O Espírito Santo alcançou, mais uma vez, a primeira colocação no Índice de Transparência de Governança Pública agora em 2025. Com 95 pontos, o Estado governado por Renato Casagrande (PSB) lidera o ranking divulgado na segunda-feira (29/09) pela Transparência Internacional-Brasil. A média nacional do índice desta avaliação foi de 68,8 pontos, estando na categoria “bom”. O Espírito Santo, entretanto, está na categoria ‘ótimo’. Nesse índice, atrás do Estado capixaba vêm Goiás (93), Minas Gerais (89), Ceará (89), Distrito Federal (85) e Alagoas (81).
São Paulo aparece na 10ª posição com 76 pontos e o Rio de Janeiro ocupa o 17º lugar no ranking, com 64 pontos, ambos na categoria “bom”. Já os piores colocados são Amapá (47), Roraima (48), Acre (50), Piauí (51) e Sergipe (51), todos classificados como “regular”. Neste ano, nenhum estado esteve nas categorias “ruim” ou “péssimo”.
Além da avaliação geral, os dados da Transparência Internacional mostram a avaliação dos Estados em oito dimensões. E o Espírito Santo se destaca também em outros quatro dos sete critérios adotadas pela ONG.
Plataformas: Melhor média nacional, com 89 pontos. Destacaram-se os Estados do Espírito Santo, Minas Gerais, Ceará, Distrito Federal e Amazonas, que alcançaram a pontuação máxima na dimensão (100 pontos). Os piores resultados foram Maranhão (76), Pará (76) e Acre (74).
Transformação Digital e Comunicação: Média de 83 pontos, com três estados com pontuação máxima (Ceará, Goiás e Rio Grande do Sul). Com os piores desempenhos na dimensão, Sergipe e Roraima obtiveram, respectivamente, 50 e 42 pontos.
Dados: Média nacional de 70 pontos e quatro Estados com pontuação máxima (Espírito Santo, Goiás, Minas Gerais e Alagoas). Destaque negativo para Sergipe, que recebeu apenas 14 pontos nesta dimensão.
Legal: Média nacional de 67 pontos. Três estados conseguiram a pontuação máxima (Goiás, Ceará e Minas Gerais). Como destaque negativo, o Amapá alcançou apenas 10 pontos na dimensão.
Transparência Financeira e Orçamentária: Média nacional de 66 pontos. O melhor desempenho na dimensão foi alcançado pelo Espírito Santo (96) e o pior por Roraima (32).
Obras Públicas: Média de 63 pontos.
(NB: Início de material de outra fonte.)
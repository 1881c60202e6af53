//! Service layer API for record workflow operations
use std::collections::{BTreeSet, HashMap};
use std::sync::{Arc, Mutex};

use anyhow::{Context, anyhow};
use sled::{Db, Tree};
use tracing::{info, warn};

use crate::collaborators::{ErrorSink, HttpClient, RecordStore};
use crate::config::EngineConfig;
use crate::evolution::AnonymiseMode;
use crate::fields::{FormDef, Schema};
use crate::record::Record;
use crate::types::Clock;
use crate::value::{DataMap, Value};
use crate::workflow::{Engine, Event, Outcome, Workflow};

/// Records, workflows and form definitions as CBOR values in three sled trees.
pub struct SledStore {
    records: Tree,
    workflows: Tree,
    formdefs: Tree,
}

impl SledStore {
    pub fn new(instance: &Db) -> anyhow::Result<Self> {
        Ok(Self {
            records: instance.open_tree("records")?,
            workflows: instance.open_tree("workflows")?,
            formdefs: instance.open_tree("formdefs")?,
        })
    }

    pub fn record_ids(&self) -> anyhow::Result<Vec<String>> {
        self.records
            .iter()
            .keys()
            .map(|key| -> anyhow::Result<String> { Ok(String::from_utf8(key?.to_vec())?) })
            .collect()
    }
}

fn load<T: for<'b> minicbor::Decode<'b, ()>>(tree: &Tree, id: &str) -> anyhow::Result<Option<T>> {
    match tree.get(id.as_bytes())? {
        Some(bytes) => Ok(Some(
            minicbor::decode(&bytes).with_context(|| format!("corrupt entry {id}"))?,
        )),
        None => Ok(None),
    }
}

impl RecordStore for SledStore {
    fn load_record(&self, id: &str) -> anyhow::Result<Option<Record>> {
        load(&self.records, id)
    }
    fn save_record(&self, record: &Record) -> anyhow::Result<()> {
        self.records
            .insert(record.id.as_bytes(), minicbor::to_vec(record)?)?;
        Ok(())
    }
    fn load_workflow(&self, id: &str) -> anyhow::Result<Option<Workflow>> {
        load(&self.workflows, id)
    }
    fn save_workflow(&self, workflow: &Workflow) -> anyhow::Result<()> {
        self.workflows
            .insert(workflow.id.as_bytes(), minicbor::to_vec(workflow)?)?;
        Ok(())
    }
    fn load_formdef(&self, id: &str) -> anyhow::Result<Option<FormDef>> {
        load(&self.formdefs, id)
    }
    fn save_formdef(&self, formdef: &FormDef) -> anyhow::Result<()> {
        self.formdefs
            .insert(formdef.id.as_bytes(), minicbor::to_vec(formdef)?)?;
        Ok(())
    }
}

pub struct WorkflowService {
    instance: Arc<sled::Db>,
    store: Arc<SledStore>,
    engine: Engine,
    locks: Mutex<HashMap<String, Arc<Mutex<()>>>>,
}

impl WorkflowService {
    pub fn new(
        instance: Arc<sled::Db>,
        http: Arc<dyn HttpClient>,
        errors: Arc<dyn ErrorSink>,
    ) -> anyhow::Result<Self> {
        let store = Arc::new(SledStore::new(&instance)?);
        let engine = Engine::new(store.clone(), http, errors);
        Ok(Self {
            instance,
            store,
            engine,
            locks: Mutex::new(HashMap::new()),
        })
    }

    pub fn set_config(mut self, config: EngineConfig) -> Self {
        self.engine = self.engine.set_config(config);
        self
    }

    pub fn set_clock(mut self, clock: Arc<dyn Clock>) -> Self {
        self.engine = self.engine.set_clock(clock);
        self
    }

    pub fn store(&self) -> &SledStore {
        &self.store
    }

    // calls on the same record run one at a time; the entry goes once nobody waits on it
    fn locked<T>(&self, record_id: &str, f: impl FnOnce() -> T) -> T {
        let lock = {
            let mut locks = self.locks.lock().unwrap_or_else(|e| e.into_inner());
            locks.entry(record_id.to_string()).or_default().clone()
        };
        let result = {
            let _guard = lock.lock().unwrap_or_else(|e| e.into_inner());
            f()
        };
        let mut locks = self.locks.lock().unwrap_or_else(|e| e.into_inner());
        // held by the map and this call only
        if Arc::strong_count(&lock) == 2 {
            locks.remove(record_id);
        }
        result
    }

    fn definitions(&self, formdef_id: &str) -> anyhow::Result<(FormDef, Workflow)> {
        let formdef = self
            .store
            .load_formdef(formdef_id)?
            .ok_or_else(|| anyhow!("unknown form definition {formdef_id}"))?;
        let workflow = self
            .store
            .load_workflow(&formdef.workflow_id)?
            .ok_or_else(|| anyhow!("unknown workflow {}", formdef.workflow_id))?;
        Ok((formdef, workflow))
    }

    /// Saves a workflow and a form definition using it, refusing broken graphs.
    pub fn install(&self, formdef: &FormDef, workflow: &Workflow) -> anyhow::Result<()> {
        if let Err(problems) = workflow.validate() {
            let problems: Vec<String> = problems.iter().map(ToString::to_string).collect();
            return Err(anyhow!(
                "workflow {} is invalid: {}",
                workflow.id,
                problems.join("; ")
            ));
        }
        self.store.save_workflow(workflow)?;
        self.store.save_formdef(formdef)?;
        self.instance.flush()?;
        Ok(())
    }

    pub fn load(&self, record_id: &str) -> anyhow::Result<Record> {
        self.store
            .load_record(record_id)?
            .ok_or_else(|| anyhow!("unknown record {record_id}"))
    }

    /// Validates submitted values, creates the record and runs its initial status.
    pub fn submit(
        &self,
        formdef_id: &str,
        submitted: DataMap,
        user_id: Option<&str>,
    ) -> anyhow::Result<(Record, Outcome)> {
        let (formdef, workflow) = self.definitions(formdef_id)?;
        let years = self.engine.config().date_years();

        let mut data = DataMap::new();
        for field in &formdef.fields {
            let raw = submitted.get(&field.id).cloned().unwrap_or(Value::Null);
            field
                .assign(&mut data, &raw, years.clone())
                .with_context(|| format!("invalid value for field {}", field.id))?;
        }
        if let Some(missing) = formdef.missing_required(&data).into_iter().next() {
            return Err(missing.into());
        }

        let now = self.engine.clock().now();
        let mut record = Record::create(
            &formdef.id,
            workflow.initial_status.clone(),
            data,
            user_id,
            now,
        )?;
        let record_id = record.id.clone();
        self.locked(&record_id, || -> anyhow::Result<(Record, Outcome)> {
            let result = self
                .engine
                .advance(&mut record, &workflow, &formdef, Event::Created, user_id);
            self.store.save_record(&record)?;
            info!(record_id = %record.id, formdef_id, status = %record.status, "record submitted");
            let outcome = result.with_context(|| format!("advancing record {}", record.id))?;
            Ok((record, outcome))
        })
    }

    fn run(
        &self,
        record_id: &str,
        event: Event,
        user_id: Option<&str>,
    ) -> anyhow::Result<(Record, Outcome)> {
        self.locked(record_id, || -> anyhow::Result<(Record, Outcome)> {
            let mut record = self.load(record_id)?;
            let (formdef, workflow) = self.definitions(&record.formdef_id)?;
            let result = self
                .engine
                .advance(&mut record, &workflow, &formdef, event, user_id);
            self.store.save_record(&record)?;
            let outcome = result.with_context(|| format!("advancing record {record_id}"))?;
            Ok((record, outcome))
        })
    }

    /// A human pressed a choice button.
    pub fn click_button(
        &self,
        record_id: &str,
        action_id: &str,
        user_id: Option<&str>,
    ) -> anyhow::Result<(Record, Outcome)> {
        self.run(record_id, Event::Button(action_id.to_string()), user_id)
    }

    /// A human edit through the editable action `action_id`; only changed records are saved.
    pub fn edit(
        &self,
        record_id: &str,
        action_id: &str,
        changes: &DataMap,
        user_id: Option<&str>,
    ) -> anyhow::Result<Record> {
        self.locked(record_id, || -> anyhow::Result<Record> {
            let mut record = self.load(record_id)?;
            let (formdef, workflow) = self.definitions(&record.formdef_id)?;
            let entries = record.evolution.entries.len();
            let changed = self
                .engine
                .edit(&mut record, &workflow, &formdef, action_id, changes, user_id)
                .with_context(|| format!("editing record {record_id}"))?;
            if changed || record.evolution.entries.len() != entries {
                self.store.save_record(&record)?;
            }
            Ok(record)
        })
    }

    /// An external system fired a named trigger.
    pub fn trigger(&self, record_id: &str, name: &str) -> anyhow::Result<(Record, Outcome)> {
        self.run(record_id, Event::Callback(name.to_string()), None)
    }

    /// Evaluates timeout jumps of every record; returns how many records moved.
    pub fn apply_timeouts(&self) -> anyhow::Result<usize> {
        let mut moved = 0;
        for record_id in self.store.record_ids()? {
            let before = self.load(&record_id)?.status;
            match self.run(&record_id, Event::Timer, None) {
                Ok((record, _)) if record.status != before => moved += 1,
                Ok(_) => {}
                Err(error) => warn!(record_id = %record_id, error = %error, "timeout evaluation failed"),
            }
        }
        Ok(moved)
    }

    /// Data of a record as it stood at an ISO-8601 datetime.
    pub fn data_at(&self, record_id: &str, at: &str) -> anyhow::Result<DataMap> {
        let record = self.load(record_id)?;
        Ok(record.data_at(at)?)
    }

    pub fn anonymise(&self, record_id: &str, mode: AnonymiseMode) -> anyhow::Result<Record> {
        self.locked(record_id, || -> anyhow::Result<Record> {
            let mut record = self.load(record_id)?;
            let (formdef, workflow) = self.definitions(&record.formdef_id)?;
            let schema = Schema::combined(&formdef.fields, &workflow.backoffice_fields);
            record.anonymise(&schema, mode, self.engine.clock().now());
            self.store.save_record(&record)?;
            info!(record_id, ?mode, "record anonymised");
            Ok(record)
        })
    }

    /// Records whose current status is visible to `user_id`. Records in an unknown status are
    /// left out.
    pub fn records_visible_to(&self, user_id: Option<&str>) -> anyhow::Result<Vec<Record>> {
        let mut workflows: HashMap<String, Workflow> = HashMap::new();
        let mut visible = vec![];
        for record_id in self.store.record_ids()? {
            let record = self.load(&record_id)?;
            if !workflows.contains_key(&record.formdef_id) {
                let (_, workflow) = self.definitions(&record.formdef_id)?;
                workflows.insert(record.formdef_id.clone(), workflow);
            }
            let shown = workflows
                .get(&record.formdef_id)
                .and_then(|workflow| workflow.status(&record.status))
                .is_some_and(|status| status.visible_to(&record, user_id));
            if shown {
                visible.push(record);
            }
        }
        Ok(visible)
    }

    /// Every blob handle still referenced by a record or its history.
    pub fn live_file_handles(&self) -> anyhow::Result<BTreeSet<String>> {
        let mut handles = BTreeSet::new();
        for record_id in self.store.record_ids()? {
            let record = self.load(&record_id)?;
            handles.extend(record.evolution.live_file_handles(&record.data));
        }
        Ok(handles)
    }
}

#[cfg(test)]
mod tests {
    use super::*;
    use crate::collaborators::{MemoryErrorLog, ScriptedHttpClient};
    use crate::fields::{FieldDef, FieldKind};
    use crate::workflow::Status;

    #[test]
    fn record_locks_are_released() -> anyhow::Result<()> {
        let dir = tempfile::tempdir()?;
        let db = Arc::new(sled::open(dir.path().join("locks.db"))?);
        let service = WorkflowService::new(
            db,
            Arc::new(ScriptedHttpClient::new()),
            Arc::new(MemoryErrorLog::new()),
        )?;
        let formdef = FormDef::new("form", "Form", "wf", vec![FieldDef::new("1", FieldKind::String)]);
        let workflow = Workflow::new("wf", "Plain", "new").add_status(Status::new("new", "New"));
        service.install(&formdef, &workflow)?;

        let (record, _) = service.submit("form", DataMap::new(), None)?;
        service.apply_timeouts()?;
        service.anonymise(&record.id, AnonymiseMode::Intermediate)?;

        let locks = service.locks.lock().unwrap_or_else(|e| e.into_inner());
        assert!(locks.is_empty());
        Ok(())
    }
}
O estado de Goiás atingiu a maior nota (95), enquanto Bahia e Tocantins empataram com o pior desempenho, com apenas 23 pontos.
Participação: Dimensão com a pior média nacional, de apenas 52 pontos. Destacaram-se positivamente o Espírito Santo e São Paulo, que alcançaram 95 pontos nessa dimensão. Como destaques negativos, Rio de Janeiro, Amapá e Bahia, atingiram apenas 15 pontos cada.
Os pesquisadores das Transparência Internacional-Brasil adotaram 106 critérios de transparência e atribuíram notas entre zero e 100 aos Estados avaliados. Os entes federativos foram classificados em cinco faixas a partir dos valores que foram atribuídos. As categorias são “ótimo” (80-100 pontos), “bom” (60-79,9), “regular” (40-59,9), “ruim” (20-39,9) e “péssimo” (0-19,9).
Segundo a Transparência Internacional-brasil, o Governo do Espírito Santo obteve nota máxima nas dimensões Dados e Plataformas, sendo um dos poucos Estados a: Possuir Planos de Dados Abertos vigentes; Publicar inventários e catálogos dos dados abertos disponíveis; Disponibilizar ferramentas de acessibilidade digital em seu portal principal; Divulgar o Diário Oficial em plataforma online e formato aberto.
E, a conclusão, é que o Estado lidera o Índice de Transparência e Governança Pública, ficando apenas a cinco pontos de distância da nota máxima. E frisa: “O “Estado pode melhorar seu desempenho aumentando a transparência sobre a execução de obras públicas.”